No university, publisher, or newspaper has used my CC licensed images either commercially or non-commercially without checking with me first that the work is actually CC licensed. They have always carried out some form of due diligence to ascertain that the image is either licensed properly, and that they get a specific license to reuse. IOW they obtain a 'paper trail' of permission.
- Wikipedia often writes articles about current events, and these link
to various news organizations as sources. It happens sometimes that these sources stealthily change their content for various reasons. Such an archive, if it would be able to quickly follow Wikipedia's new links, would be a strong deterrent against this Orwellian trend.

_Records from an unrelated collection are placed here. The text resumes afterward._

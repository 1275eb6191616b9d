//! Pick one entry from a short list.
//!
//! In a terminal the list is drawn in place and driven by arrow keys. When
//! stdin or stderr is redirected a numbered prompt is read from stdin
//! instead.

use std::io::{self, IsTerminal, Write};
use std::time::Duration;

use crossterm::cursor::{MoveToColumn, MoveUp};
use crossterm::event::{self, Event, KeyCode, KeyEventKind, KeyModifiers};
use crossterm::style::{Print, PrintStyledContent, Stylize};
use crossterm::terminal::{self, Clear, ClearType};
use crossterm::QueueableCommand;

use super::settings;

/// Returns the chosen index, or `None` when the user cancels.
pub fn pick_from_list(color: bool, title: &str, options: &[String]) -> io::Result<Option<usize>> {
    if options.is_empty() {
        return Ok(None);
    }
    if !io::stdin().is_terminal() || !io::stderr().is_terminal() {
        return pick_from_list_fallback(title, options);
    }
    pick_from_list_interactive(color, title, options)
}

fn pick_from_list_fallback(title: &str, options: &[String]) -> io::Result<Option<usize>> {
    eprintln!("{} {title}", settings::GLYPH_SECTION_BULLET);
    for (idx, option) in options.iter().enumerate() {
        eprintln!("{}{}. {option}", settings::INDENT_1, idx + 1);
    }
    eprint!("{}{}", settings::INDENT_1, settings::PICKER_FALLBACK_PROMPT);
    io::stderr().flush()?;

    let mut line = String::new();
    if io::stdin().read_line(&mut line)? == 0 {
        eprintln!();
        return Ok(None);
    }
    Ok(parse_selection(&line, options.len()))
}

/// Parse a 1-based menu answer into a 0-based index.
pub(crate) fn parse_selection(input: &str, len: usize) -> Option<usize> {
    let index = input.trim().parse::<usize>().ok()?;
    (1..=len).contains(&index).then(|| index - 1)
}

fn pick_from_list_interactive(
    color: bool,
    title: &str,
    options: &[String],
) -> io::Result<Option<usize>> {
    let _guard = RawModeGuard::acquire()?;
    let mut stderr = io::stderr();
    let mut selected = 0usize;
    let mut previous_rows = 0usize;

    loop {
        previous_rows = render_picker(&mut stderr, color, title, options, selected, previous_rows)?;

        if !event::poll(Duration::from_millis(settings::PICKER_EVENT_POLL_MS))? {
            continue;
        }
        let Event::Key(key) = event::read()? else {
            continue;
        };
        if key.kind != KeyEventKind::Press && key.kind != KeyEventKind::Repeat {
            continue;
        }

        match key.code {
            KeyCode::Up | KeyCode::Char('k') => {
                selected = selected.checked_sub(1).unwrap_or(options.len() - 1);
            }
            KeyCode::Down | KeyCode::Char('j') => {
                selected = (selected + 1) % options.len();
            }
            KeyCode::Char(c) if c.is_ascii_digit() => {
                if let Some(idx) = parse_selection(&c.to_string(), options.len()) {
                    selected = idx;
                }
            }
            KeyCode::Enter => {
                clear_surface(&mut stderr, previous_rows)?;
                return Ok(Some(selected));
            }
            KeyCode::Esc => {
                clear_surface(&mut stderr, previous_rows)?;
                return Ok(None);
            }
            KeyCode::Char('c') if key.modifiers.contains(KeyModifiers::CONTROL) => {
                clear_surface(&mut stderr, previous_rows)?;
                return Ok(None);
            }
            _ => {}
        }
    }
}

/// Draw the picker and return the index of the last row drawn.
fn render_picker(
    stderr: &mut io::Stderr,
    color: bool,
    title: &str,
    options: &[String],
    selected: usize,
    previous_rows: usize,
) -> io::Result<usize> {
    rewind(stderr, previous_rows)?;

    let cols = terminal_columns();
    let title_plain = format!("{} {title}", settings::GLYPH_SECTION_BULLET);
    let help_plain = format!("{}{}", settings::INDENT_1, settings::PICKER_HELP);
    let mut total_rows = wrapped_rows(&title_plain, cols) + wrapped_rows(&help_plain, cols);

    if color {
        stderr.queue(PrintStyledContent(
            settings::GLYPH_SECTION_BULLET.with(settings::COLOR_SECTION_BULLET),
        ))?;
        stderr.queue(Print(" "))?;
        stderr.queue(PrintStyledContent(
            title.with(settings::COLOR_SECTION_TITLE).bold(),
        ))?;
        stderr.queue(Print("\r\n"))?;
        stderr.queue(PrintStyledContent(
            help_plain.as_str().with(settings::COLOR_FIELD_KEY),
        ))?;
    } else {
        stderr.queue(Print(&title_plain))?;
        stderr.queue(Print("\r\n"))?;
        stderr.queue(Print(&help_plain))?;
    }

    for (idx, option) in options.iter().enumerate() {
        let active = idx == selected;
        let marker = if active {
            settings::PICKER_SELECTED
        } else {
            settings::PICKER_UNSELECTED
        };
        let line_plain = format!("{}{marker} {option}", settings::INDENT_1);
        total_rows += wrapped_rows(&line_plain, cols);
        stderr.queue(Print("\r\n"))?;
        if color {
            let tint = if active {
                settings::COLOR_PICKER_SELECTED
            } else {
                settings::COLOR_PICKER_UNSELECTED
            };
            stderr.queue(Print(settings::INDENT_1))?;
            stderr.queue(PrintStyledContent(marker.with(tint)))?;
            stderr.queue(Print(" "))?;
            stderr.queue(PrintStyledContent(option.as_str().with(tint)))?;
        } else {
            stderr.queue(Print(&line_plain))?;
        }
    }

    stderr.flush()?;
    Ok(total_rows.saturating_sub(1))
}

fn clear_surface(stderr: &mut io::Stderr, previous_rows: usize) -> io::Result<()> {
    rewind(stderr, previous_rows)?;
    stderr.flush()
}

/// Move back to the picker's first row and clear everything below it.
fn rewind(stderr: &mut io::Stderr, previous_rows: usize) -> io::Result<()> {
    if previous_rows > 0 {
        let rows = u16::try_from(previous_rows).unwrap_or(u16::MAX);
        stderr.queue(MoveUp(rows))?;
    }
    stderr.queue(MoveToColumn(0))?;
    stderr.queue(Clear(ClearType::FromCursorDown))?;
    Ok(())
}

fn terminal_columns() -> usize {
    terminal::size()
        .ok()
        .map(|(cols, _)| cols as usize)
        .filter(|cols| *cols > 0)
        .unwrap_or(settings::FALLBACK_COLUMNS)
}

/// Rows `text` occupies when soft-wrapped at `cols`.
fn wrapped_rows(text: &str, cols: usize) -> usize {
    let width = text.chars().count();
    if cols == 0 || width == 0 {
        return 1;
    }
    width.div_ceil(cols)
}

/// Restores cooked mode on every return path.
struct RawModeGuard;

impl RawModeGuard {
    fn acquire() -> io::Result<Self> {
        terminal::enable_raw_mode()?;
        Ok(Self)
    }
}

impl Drop for RawModeGuard {
    fn drop(&mut self) {
        let _ = terminal::disable_raw_mode();
    }
}
//! Settings data model.
//!
//! `FileConfig` mirrors the TOML file as written; `Settings` is the resolved
//! form with absolute paths that the rest of the binary consumes.

use std::path::{Path, PathBuf};

use serde::Deserialize;

use crate::convert::TerminalKind;

/// On-disk `ghostty-ghost.toml`.
#[derive(Debug, Clone, Default, Deserialize, PartialEq, Eq)]
#[serde(default, deny_unknown_fields)]
pub struct FileConfig {
    pub paths: PathsConfig,
    pub display: DisplayConfig,
}

/// `[paths]`: default locations of each terminal's config.
#[derive(Debug, Clone, Default, Deserialize, PartialEq, Eq)]
#[serde(default, deny_unknown_fields)]
pub struct PathsConfig {
    pub kitty: Option<String>,
    pub alacritty: Option<String>,
    /// Ghostty config written when `--target` is not given.
    pub ghostty: Option<String>,
}

/// `[display]`
#[derive(Debug, Clone, Deserialize, PartialEq, Eq)]
#[serde(default, deny_unknown_fields)]
pub struct DisplayConfig {
    pub color: bool,
}

impl Default for DisplayConfig {
    fn default() -> Self {
        Self { color: true }
    }
}

/// Where the settings text came from.
#[derive(Debug, Clone, PartialEq, Eq)]
pub enum SettingsSource {
    /// `--config PATH`
    Explicit(PathBuf),
    /// `$XDG_CONFIG_HOME/ghostty-ghost/ghostty-ghost.toml`
    Global(PathBuf),
    BuiltInDefaults,
}

/// Fully resolved settings.
#[derive(Debug, Clone, PartialEq, Eq)]
pub struct Settings {
    pub kitty_path: PathBuf,
    pub alacritty_path: PathBuf,
    pub ghostty_path: PathBuf,
    pub color: bool,
}

impl Settings {
    /// Default source config location for `kind`.
    pub fn source_path(&self, kind: TerminalKind) -> &Path {
        match kind {
            TerminalKind::Kitty => &self.kitty_path,
            TerminalKind::Alacritty => &self.alacritty_path,
        }
    }
}

/// Settings plus where they were read from.
#[derive(Debug, Clone, PartialEq, Eq)]
pub struct LoadedSettings {
    pub settings: Settings,
    pub source: SettingsSource,
}
//! Glyphs, labels, and colors for console output in one place.

use crossterm::style::Color;

pub const INDENT_1: &str = "  ";

pub const LABEL_WARNING: &str = "warning:";
pub const LABEL_ERROR: &str = "error:";
pub const LABEL_HINT: &str = "hint:";

pub const GLYPH_SECTION_BULLET: &str = "•";
pub const GLYPH_SUCCESS: &str = "✓";
pub const GLYPH_SUCCESS_PLAIN: &str = "ok:";

pub const PICKER_SELECTED: &str = "▶";
pub const PICKER_UNSELECTED: &str = "·";
pub const PICKER_FALLBACK_PROMPT: &str = "pick (empty to cancel): ";
pub const PICKER_HELP: &str = "↑/↓ to move, Enter to select, Esc to cancel";

/// Polling interval for the interactive picker's key loop.
pub const PICKER_EVENT_POLL_MS: u64 = 80;
/// Terminal width assumed when the real size is unavailable.
pub const FALLBACK_COLUMNS: usize = 80;

pub const COLOR_WARNING: Color = Color::Yellow;
pub const COLOR_ERROR: Color = Color::Red;
pub const COLOR_SUCCESS: Color = Color::Green;
pub const COLOR_SECTION_BULLET: Color = Color::DarkGrey;
pub const COLOR_SECTION_TITLE: Color = Color::White;
pub const COLOR_FIELD_KEY: Color = Color::DarkGrey;
pub const COLOR_FIELD_VALUE: Color = Color::Grey;
pub const COLOR_PICKER_SELECTED: Color = Color::Cyan;
pub const COLOR_PICKER_UNSELECTED: Color = Color::DarkGrey;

If someone is making copies of web pages that is a copyright violation. Unless they have, in the US, specific exemption from the US Copyright Office, that can lead to some heavy legal issues. The internet archive happens to have limited permissions on obsolete games and software, but otherwise it respects copyright and robots.txt and applies the directives retroactively.
http://www.archive.org/about/terms.php http://en.wikipedia.org/wiki/Internet_Archive#Healthcare_Advocates.2C_Inc. http://web.archive.org/web/20020923133856rn_1/www.nytimes.com/auth/login?URI...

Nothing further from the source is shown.